» **Your assignment**:
In the entries below, find each line bearing the string "mailbox" and copy it.

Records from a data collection
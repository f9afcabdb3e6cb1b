//! Domain types for locally stored messages.

use chrono::{DateTime, Utc};
use serde::{Deserialize, Serialize};

/// A single mailbox participant.
#[derive(Debug, Clone, PartialEq, Eq, Serialize, Deserialize)]
pub struct Address {
    pub name: Option<String>,
    pub email: String,
}

#[derive(Debug, Clone, Default, PartialEq, Eq, Serialize, Deserialize)]
pub struct Recipients {
    #[serde(default)]
    pub to: Vec<Address>,
    #[serde(default)]
    pub cc: Vec<Address>,
    #[serde(default)]
    pub bcc: Vec<Address>,
}

/// One remote message in storage shape. `message_id` is immutable once
/// written; every other field is replaced wholesale on upsert (no field-level
/// merging, so concurrent writers of the same id converge on one of them).
#[derive(Debug, Clone, PartialEq, Serialize, Deserialize)]
pub struct MessageRecord {
    pub message_id: String,
    pub thread_id: String,
    pub sender: Option<Address>,
    pub recipients: Recipients,
    pub labels: Vec<String>,
    pub subject: Option<String>,
    pub body: Option<String>,
    pub size_bytes: i64,
    /// Remote-authoritative send/receive time.
    pub internal_date: DateTime<Utc>,
    pub is_read: bool,
    pub is_outgoing: bool,
}

impl Address {
    /// Parse an RFC 5322-style mailbox like `Jane Doe <jane@example.com>`
    /// or a bare `jane@example.com`.
    pub fn parse(raw: &str) -> Option<Address> {
        let raw = raw.trim();
        if raw.is_empty() {
            return None;
        }

        if let Some(open) = raw.rfind('<') {
            let close = raw[open..].find('>').map(|i| open + i)?;
            let email = raw[open + 1..close].trim();
            if email.is_empty() {
                return None;
            }
            let name = raw[..open].trim().trim_matches('"').trim();
            Some(Address {
                name: (!name.is_empty()).then(|| name.to_string()),
                email: email.to_string(),
            })
        } else {
            Some(Address {
                name: None,
                email: raw.to_string(),
            })
        }
    }

    /// Parse a comma-separated address-list header value.
    pub fn parse_list(raw: &str) -> Vec<Address> {
        split_addresses(raw)
            .iter()
            .filter_map(|part| Address::parse(part))
            .collect()
    }
}

// Split on commas that are not inside a quoted display name.
fn split_addresses(raw: &str) -> Vec<String> {
    let mut parts = Vec::new();
    let mut current = String::new();
    let mut in_quotes = false;

    for ch in raw.chars() {
        match ch {
            '"' => {
                in_quotes = !in_quotes;
                current.push(ch);
            }
            ',' if !in_quotes => {
                if !current.trim().is_empty() {
                    parts.push(current.trim().to_string());
                }
                current.clear();
            }
            _ => current.push(ch),
        }
    }
    if !current.trim().is_empty() {
        parts.push(current.trim().to_string());
    }

    parts
}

» **Output of the task**:
/// A single mailbox participant.
    /// Parse an RFC 5322-style mailbox like `Jane Doe <jane@example.com>`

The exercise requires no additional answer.